The district court concluded that the government prosecuted RAM members such as Defendants while ignoring the violence of members of Antifa and related far left groups because RAM engaged in what the government and many believe is more offensive speech.

On a selective prosecution claim, the defendant bears the burden to demonstrate that (1) other similarly situated individuals have not been prosecuted and (2) his prosecution was based on an impermissible motive

As to the first prong, the panel held that Rundo did not meet his burden to establish that similarly situated individuals were not prosecuted, that the district court erred by comparing collective conduct to individual conduct when it referred broadly to “Antifa and far-left groups” and comparing them to “Defendants,” and that the district court erred in holding that the individual Antifa members it did discuss were similarly situated to Rundo.

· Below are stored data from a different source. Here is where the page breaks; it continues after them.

//! Serial stream connector for USB/UART dongles.
//!
//! Wraps the `serialport` crate. The port is opened with the poll interval as
//! its read timeout, so the receive loop wakes up regularly even though a
//! serial handle offers no reliable way to interrupt a pending read from
//! another thread.

use super::error::TransportError;
use super::traits::{
    FlowControl, LinkParams, PortSettings, StreamConnector, StreamPair, StreamReader, StreamShutdown,
    StreamWriter,
};
use std::io::{self, Read, Write};
use tracing::debug;

/// Default baud rate for ZigBee coordinator dongles.
pub const DEFAULT_BAUD_RATE: u32 = 115_200;

/// Opens a serial device as a duplex byte stream.
#[derive(Debug, Clone, PartialEq, Eq)]
pub struct SerialConnector {
    path: String,
    baud_rate: u32,
    flow_control: FlowControl,
}

impl SerialConnector {
    /// # Example
    /// ```no_run
    /// use zigbee_port::port::{FlowControl, SerialConnector, TransportPort, ZigBeePort};
    ///
    /// let connector = SerialConnector::new("/dev/ttyUSB0", 115200, FlowControl::Hardware);
    /// let port = TransportPort::new(connector);
    /// port.open()?;
    /// # Ok::<(), Box<dyn std::error::Error>>(())
    /// ```
    pub fn new(path: impl Into<String>, baud_rate: u32, flow_control: FlowControl) -> Self {
        Self {
            path: path.into(),
            baud_rate,
            flow_control,
        }
    }

    pub fn path(&self) -> &str {
        &self.path
    }

    pub fn baud_rate(&self) -> u32 {
        self.baud_rate
    }

    pub fn flow_control(&self) -> FlowControl {
        self.flow_control
    }
}

impl StreamConnector for SerialConnector {
    fn connect(
        &self,
        params: &LinkParams,
        settings: &PortSettings,
    ) -> Result<StreamPair, TransportError> {
        let baud_rate = params.baud_rate.unwrap_or(self.baud_rate);
        let flow_control = params.flow_control.unwrap_or(self.flow_control);
        debug!(path = %self.path, baud_rate, %flow_control, "Opening serial device");

        let port = serialport::new(&self.path, baud_rate)
            .data_bits(serialport::DataBits::Eight)
            .parity(serialport::Parity::None)
            .stop_bits(serialport::StopBits::One)
            .flow_control(flow_control.into())
            .timeout(settings.poll_interval)
            .open()
            .map_err(|e| match e.kind() {
                serialport::ErrorKind::NoDevice => TransportError::not_found(&self.path),
                serialport::ErrorKind::InvalidInput => {
                    TransportError::invalid_target(&self.path, e.to_string())
                }
                _ => TransportError::Serial(e),
            })?;

        // Stale bytes from a previous session would desynchronise the stack's framer.
        if let Err(e) = port.clear(serialport::ClearBuffer::Input) {
            debug!(path = %self.path, "Could not clear input buffer: {}", e);
        }

        let reader = port.try_clone()?;
        Ok(StreamPair {
            reader: Box::new(SerialReader { port: reader }),
            writer: Box::new(SerialWriter { port }),
            shutdown: Box::new(SerialShutdown),
        })
    }

    fn target(&self) -> String {
        format!("serial://{}@{}", self.path, self.baud_rate)
    }
}

struct SerialReader {
    port: Box<dyn serialport::SerialPort>,
}

impl StreamReader for SerialReader {
    fn read_chunk(&mut self, buf: &mut [u8]) -> io::Result<usize> {
        self.port.read(buf)
    }
}

struct SerialWriter {
    port: Box<dyn serialport::SerialPort>,
}

impl StreamWriter for SerialWriter {
    fn write_all_flush(&mut self, data: &[u8]) -> io::Result<()> {
        self.port.write_all(data)?;
        self.port.flush()
    }
}

/// Serial handles have no cross-handle shutdown. Reads and writes both carry
/// the poll timeout, so pending calls end on their own and the handles close
/// on drop.
struct SerialShutdown;

impl StreamShutdown for SerialShutdown {
    fn shutdown(&self) -> io::Result<()> {
        Ok(())
    }
}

As to the second prong, the panel held that Rundo failed to meet his burden to demonstrate that his prosecution was based on an impermissible motive. The panel explained that timing is a permissible reason to selectively prosecute; that Defendants’ statistics are unimpressive; and that Defendants’ other alleged sources of improper motive—a press release by the U.S. Attorney’s Office published after Rundo’s indictment was issued, alleged changes in charging decisions after Charlottesville, and the government’s own invocation of Defendants’ speech in its papers—were insufficient.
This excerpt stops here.